The Second Circuit in New York has affirmed Chevron Corp.’s judgment against attorney Steven Donziger for trying to extort billions of dollars from it by corrupting the Ecuadoran judicial process. This has been one of the most publicized RICO suits in history for a few reasons. First, because of the drama of a Fortune 100 company turning the tables and bringing a RICO suit against a do-gooding class action lawyer ostensibly trying to help indigent third world clients is unprecedented. And then there are the allegations of what Mr. Donziger and his environmentalist confederata0es did in their 20 plus year quest to get “justice” for their clients in Ecuador- bribe a judge, ghostwrite an expert report, corrupt the Ecuadoran legal system through intimidation, and drive down the price of Chevron’s stock in the process. Keep in mind Mr. Donziger grduated from Harvard Law School more than 20 years ago and has devoted his entire legal career to this cause, trying to get Chevron and its predecessor Texaco to pay billions for allegedly polluting an area of Ecuador. He first filed the class action in New York, and it was transferred to Ecuador where Donziger thought he might win even more money than he could in the U.S. legal system.
For a while he seemed to be right. He won a $8 billion judgment in Ecuador. And he had a deal to be awarded 6% of any money collected as his fee (potentially $500 million). But Chevron immediately sued him under RICO asking a court in New York to enjoin Donziger from enforcing the judgment or sharing in any royalties from it like a book contract, and damages against him for their attorneys’ fees for having to cope with a judgment it believed was induced by bribery and corruption. Ultimately, the case went to trial before Judge Lewis Kaplan who ruled in favor of Chevron finding Donziger violated RICO to obtain the Ecuadoran judgment, and enjoined him from enforcing it in the U.S.
There were two controversial aspects to the judgment, the injunction and the fact that some of the RICO violatinos, particularly extortion and mail fraud, occurred in Ecuador. This week the Second Circuit affirmed the judgment in all respects. The Court’s opinion is over 100 pages and does not make for easy reading. But it is very important in establishing RICO can be used against lawyers who carry out illegal schemes on behalf of their clients, that causation need not be as stringent as many had thought and that the extraterritorial bar can be lessened when a court wants to punish an American perpetrator. I’m very surprised the opinion does not even cite the Supreme Court’s recent decision in RJR Nabisco v. European Community, which allows some extraterritorial RICO cases to proceed. The Second Circuit seems simply not to be concerned at all with the fact that some of the illegal activity occurred in Ecuador.
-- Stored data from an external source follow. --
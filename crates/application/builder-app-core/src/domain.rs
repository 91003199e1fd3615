use std::time::Duration;

use builder_core::{Project, ProjectIdent};
use serde::{Deserialize, Serialize};

fn default_depot_url() -> String {
    builder_config::DEFAULT_DEPOT_URL.to_string()
}

fn default_request_timeout_secs() -> u64 {
    builder_config::DEFAULT_REQUEST_TIMEOUT_SECS
}

#[derive(Debug, Clone, PartialEq, Eq, Serialize, Deserialize)]
pub struct ClientSettings {
    #[serde(default = "default_depot_url")]
    pub depot_url: String,
    #[serde(default = "default_request_timeout_secs")]
    pub request_timeout_secs: u64,
}

impl Default for ClientSettings {
    fn default() -> Self {
        Self {
            depot_url: default_depot_url(),
            request_timeout_secs: default_request_timeout_secs(),
        }
    }
}

impl ClientSettings {
    pub fn request_timeout(&self) -> Duration {
        Duration::from_secs(builder_config::clamp_timeout_secs(
            self.request_timeout_secs,
        ))
    }

    /// Applies `BUILDER_DEPOT_URL` if it is set and non-empty.
    pub fn with_env_override(mut self) -> Self {
        if let Ok(url) = std::env::var(builder_config::DEPOT_URL_ENV) {
            if !url.trim().is_empty() {
                self.depot_url = url.trim().to_string();
            }
        }
        self
    }
}

/// Symbolic navigation targets. Views emit these; they never build URLs.
#[derive(Debug, Clone, Default, PartialEq, Eq, Serialize, Deserialize)]
pub enum Route {
    #[default]
    Projects,
    ProjectCreate,
    Project(ProjectIdent),
}

impl Route {
    pub fn name(&self) -> &'static str {
        match self {
            Route::Projects => "Projects",
            Route::ProjectCreate => "ProjectCreate",
            Route::Project(_) => "Project",
        }
    }
}

#[derive(Debug, Clone, Default, PartialEq, Eq)]
pub struct AppState {
    pub route: Route,
    pub projects: Vec<Project>,
}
We now know that injunctive relief is probably available in civil RICO cases (there is a 2-1 split with the Ninth Circuit, which is often overruled) and that the victim of “attempted extortion” can sue for its attorneys’ fees in fighting the attempt. All in all, this was a very expansive, pro-plaintiff decision. I expect Donziger’s lawyers will ask the Supreme Court to hear the case. But the only circuit split is on the minor question of injunctive relief, and only three circuits have weighed in. I don’t think the Court will hear it. Plaintiffs’ lawyers have been given a huge roadmap for worthy but creative new RICO cases.